EU foreign policy co-operation gives the UK a chance to persuade 27 other countries to support British aims – but Britain’s success depends on the UK showing more interest.
Since the Maastricht Treaty established the European Union’s Common Foreign and Security Policy (CFSP) in 1992, successive British governments have seen CFSP as an important tool to achieve national foreign policy goals. Were they right, or would Britain’s foreign policy be more effective outside the EU? One way to judge is to compare some of the priority objectives of the UK Foreign and Commonwealth Office (FCO) with the EU’s foreign policy goals, for example on Iran, Russia, Somalia and international organisations.
The UK and the EU both sought a comprehensive nuclear agreement with Iran. The July 2015 deal with Tehran reflected the work of EU high representatives (Javier Solana, Catherine Ashton and Federica Mogherini) on behalf of the so-called E3+3 – France, Germany, the UK, China, Russia and the US. Despite the distrust between Iran and the four Western countries, Tehran was more comfortable with the EU, which played a vital role as lead negotiator.
Far-reaching EU sanctions, backed by the UK, were also important. Some member-states initially opposed them. Iran was Greece’s largest oil supplier until 2012, when Athens joined the EU consensus in favour of an embargo. It would have been harder for the UK to shift Greece’s position from outside the EU than it was from inside and in concert with France and Germany.
Since Russia annexed Crimea in 2014, the EU, like the UK, has supported the sovereignty and territorial integrity of Ukraine. The FCO claims credit for a "successful campaign to get robust EU sanctions" against Russia. If the UK had been outside the EU, any unilateral sanctions would have had little impact: World Bank figures show that the UK accounted for less than 2 per cent of Russia’s total trade in 2014. By contrast, the EU as a whole accounted for 43 per cent.
The British government said in 2013 that Somalia was a top foreign policy priority. Though Somalia is still far from stable, the African Union peacekeeping mission there, AMISOM, supported by over €580 million from the EU, has reduced the territory controlled by militants. In addition, the EU Training Mission in Somalia has trained about 5000 local troops and police since 2010; and an EU training mission in the region and an EU naval force in the Gulf of Aden have contributed to a (largely successful) effort to tackle piracy emanating from Somalia.
One of the tasks of the FCO is to "deliver more effective and modernised international institutions". The UK and the EU both see international organisations like the UN and the Organisation for Security and Co-operation (OSCE) in Europe as tools for preventing and resolving conflicts, but if the UK ever disagrees with the rest of the EU on the need to involve them, it has a veto, since on foreign policy, EU action needs unanimous agreement. In the UN, the UK is better placed to lobby for budgetary discipline as part of a group of countries that pay more than a third of the bills, rather than on its own as a country that pays little more than a twentieth. In the OSCE, the EU’s voice is even greater: EU member-states provide 70 per cent of the OSCE’s budget and make up half the membership of the organisation (28 out of 57 participating states).
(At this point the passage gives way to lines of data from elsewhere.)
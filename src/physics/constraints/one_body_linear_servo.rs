use glam::Vec3;

use crate::physics::constraints::body_references::OneBodyReferences;
use crate::physics::constraints::constraint_checker::ConstraintChecker;
use crate::physics::constraints::constraint_description::ConstraintDescription;
use crate::physics::constraints::servo_settings::{ServoSettings, ServoSettingsWide};
use crate::physics::constraints::spring_settings::{SpringSettings, SpringSettingsWide};
use crate::utilities::gather_scatter::BundleLayout;
use crate::utilities::vector3_wide::Vector3Wide;

/// Constrains a point on a body to a target location in world space.
#[derive(Debug, Clone, Copy, PartialEq)]
pub struct OneBodyLinearServo {
    /// Offset to the attachment point in the local space of the body.
    pub local_offset: Vec3,
    /// Target position.
    pub target: Vec3,
    pub servo_settings: ServoSettings,
    pub spring_settings: SpringSettings,
}

#[repr(C)]
#[derive(Clone, Copy, Debug, Default)]
pub struct OneBodyLinearServoPrestepData {
    pub local_offset: Vector3Wide,
    pub target: Vector3Wide,
    pub spring_settings: SpringSettingsWide,
    pub servo_settings: ServoSettingsWide,
}

unsafe impl BundleLayout for OneBodyLinearServoPrestepData {}

impl ConstraintDescription for OneBodyLinearServo {
    const TYPE_ID: usize = 44;
    type Prestep = OneBodyLinearServoPrestepData;
    type BodyReferences = OneBodyReferences;

    fn apply_description(&self, prestep: &mut OneBodyLinearServoPrestepData, inner_index: usize) {
        ConstraintChecker::assert_valid_spring_settings(&self.spring_settings, "OneBodyLinearServo");
        ConstraintChecker::assert_valid_servo_settings(&self.servo_settings, "OneBodyLinearServo");
        prestep.local_offset.write_slot(self.local_offset, inner_index);
        prestep.target.write_slot(self.target, inner_index);
        prestep.spring_settings.write_slot(&self.spring_settings, inner_index);
        prestep.servo_settings.write_slot(&self.servo_settings, inner_index);
    }

    fn build_description(prestep: &OneBodyLinearServoPrestepData, inner_index: usize) -> Self {
        Self {
            local_offset: prestep.local_offset.read_slot(inner_index),
            target: prestep.target.read_slot(inner_index),
            servo_settings: prestep.servo_settings.read_slot(inner_index),
            spring_settings: prestep.spring_settings.read_slot(inner_index),
        }
    }
}
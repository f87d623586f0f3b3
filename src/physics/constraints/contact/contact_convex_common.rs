use glam::Vec3;

use crate::physics::constraints::spring_settings::{SpringSettings, SpringSettingsWide};
use crate::utilities::gather_scatter::{BundleLayout, GatherScatter};
use crate::utilities::vector::Vector;
use crate::utilities::vector3_wide::Vector3Wide;

/// A single contact of a convex manifold in scalar form.
#[derive(Clone, Copy, Debug, Default, PartialEq)]
pub struct ConstraintContactData {
    /// Offset from the center of body A to the contact position.
    pub offset_a: Vec3,
    /// Penetration depth along the manifold normal. Negative values are speculative.
    pub penetration_depth: f32,
}

#[repr(C)]
#[derive(Clone, Copy, Debug, Default)]
pub struct ConvexContactWide {
    pub offset_a: Vector3Wide,
    pub depth: Vector<f32>,
}

unsafe impl BundleLayout for ConvexContactWide {}

impl ConvexContactWide {
    #[inline(always)]
    pub fn write_slot(&mut self, source: &ConstraintContactData, inner_index: usize) {
        self.offset_a.write_slot(source.offset_a, inner_index);
        *GatherScatter::get_mut(&mut self.depth, inner_index) = source.penetration_depth;
    }

    #[inline(always)]
    pub fn read_slot(&self, inner_index: usize) -> ConstraintContactData {
        ConstraintContactData {
            offset_a: self.offset_a.read_slot(inner_index),
            penetration_depth: *GatherScatter::get(&self.depth, inner_index),
        }
    }
}

#[repr(C)]
#[derive(Clone, Copy, Debug, Default)]
pub struct MaterialPropertiesWide {
    pub friction_coefficient: Vector<f32>,
    pub spring_settings: SpringSettingsWide,
    pub maximum_recovery_velocity: Vector<f32>,
}

unsafe impl BundleLayout for MaterialPropertiesWide {}

impl MaterialPropertiesWide {
    #[inline(always)]
    pub fn write_slot(
        &mut self,
        friction_coefficient: f32,
        spring_settings: &SpringSettings,
        maximum_recovery_velocity: f32,
        inner_index: usize,
    ) {
        *GatherScatter::get_mut(&mut self.friction_coefficient, inner_index) = friction_coefficient;
        self.spring_settings.write_slot(spring_settings, inner_index);
        *GatherScatter::get_mut(&mut self.maximum_recovery_velocity, inner_index) =
            maximum_recovery_velocity;
    }

    /// Reads friction, spring settings and maximum recovery velocity of a lane.
    #[inline(always)]
    pub fn read_slot(&self, inner_index: usize) -> (f32, SpringSettings, f32) {
        (
            *GatherScatter::get(&self.friction_coefficient, inner_index),
            self.spring_settings.read_slot(inner_index),
            *GatherScatter::get(&self.maximum_recovery_velocity, inner_index),
        )
    }
}
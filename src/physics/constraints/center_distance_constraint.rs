use crate::physics::constraints::body_references::TwoBodyReferences;
use crate::physics::constraints::constraint_checker::ConstraintChecker;
use crate::physics::constraints::constraint_description::ConstraintDescription;
use crate::physics::constraints::spring_settings::{SpringSettings, SpringSettingsWide};
use crate::utilities::gather_scatter::{BundleLayout, GatherScatter};
use crate::utilities::vector::Vector;

/// Constrains the center of two bodies to be separated by a target distance.
#[derive(Debug, Clone, Copy, PartialEq)]
pub struct CenterDistanceConstraint {
    /// Target distance between the body centers.
    pub target_distance: f32,
    pub spring_settings: SpringSettings,
}

impl CenterDistanceConstraint {
    pub fn new(target_distance: f32, spring_settings: SpringSettings) -> Self {
        Self {
            target_distance,
            spring_settings,
        }
    }
}

#[repr(C)]
#[derive(Clone, Copy, Debug, Default)]
pub struct CenterDistancePrestepData {
    pub target_distance: Vector<f32>,
    pub spring_settings: SpringSettingsWide,
}

unsafe impl BundleLayout for CenterDistancePrestepData {}

impl ConstraintDescription for CenterDistanceConstraint {
    const TYPE_ID: usize = 35;
    type Prestep = CenterDistancePrestepData;
    type BodyReferences = TwoBodyReferences;

    fn apply_description(&self, prestep: &mut CenterDistancePrestepData, inner_index: usize) {
        debug_assert!(
            ConstraintChecker::is_nonnegative_number(self.target_distance),
            "CenterDistanceConstraint.target_distance must be nonnegative and finite."
        );
        ConstraintChecker::assert_valid_spring_settings(
            &self.spring_settings,
            "CenterDistanceConstraint",
        );
        *GatherScatter::get_mut(&mut prestep.target_distance, inner_index) = self.target_distance;
        prestep.spring_settings.write_slot(&self.spring_settings, inner_index);
    }

    fn build_description(prestep: &CenterDistancePrestepData, inner_index: usize) -> Self {
        Self {
            target_distance: *GatherScatter::get(&prestep.target_distance, inner_index),
            spring_settings: prestep.spring_settings.read_slot(inner_index),
        }
    }
}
The EU is not involved in every international issue of concern to the UK. But where the EU is relevant, as seen in the examples above, it helps rather than hinders the UK in achieving its goals. If the UK left the EU, its ability to influence the CFSP decision-making process would be dramatically reduced.
This loss of influence would be a particular problem in the defence field. As one of the EU’s most pro-NATO members, the UK has stopped the EU’s Common Security and Defence Policy (CSDP) developing in ways that might harm NATO, and supported work in both NATO and the EU to enable the two to co-operate better. From outside the EU, the UK could no longer veto steps agreed by the remaining members, such as the creation of a ‘European army’, that would weaken NATO’s role in Europe’s defence.
But the UK’s biggest problem with CFSP at present is not that the EU is too active in areas that the UK opposes; it is that Britain is not investing enough in making European foreign policy work more effectively for UK interests. Ministers seem reluctant to push for EU initiatives (leaving Germany and France to take the lead in negotiations with Russia over its conflict with Ukraine, for example). And the UK is significantly under-represented in the EU’s diplomatic service, the European External Action Service, both in Brussels and in EU delegations abroad. According to the EEAS, with 12.4 per cent of the EU population, Britain has only 7.2 per cent of the positions in the EEAS – fewer than France, Germany, Italy or Spain. The French have a proverb, les absents ont toujours tort – the absent are always wrong. The UK is only half-present in EU foreign policy today; leaving the EU would compound the mistake.
Ian Bond is director of foreign policy at the Centre for European Reform.
A longer version of this article was submitted as evidence to the House of Commons Foreign Affairs Select Committee Inquiry on the Costs and Benefits of EU Membership for the UK’s Role in the World.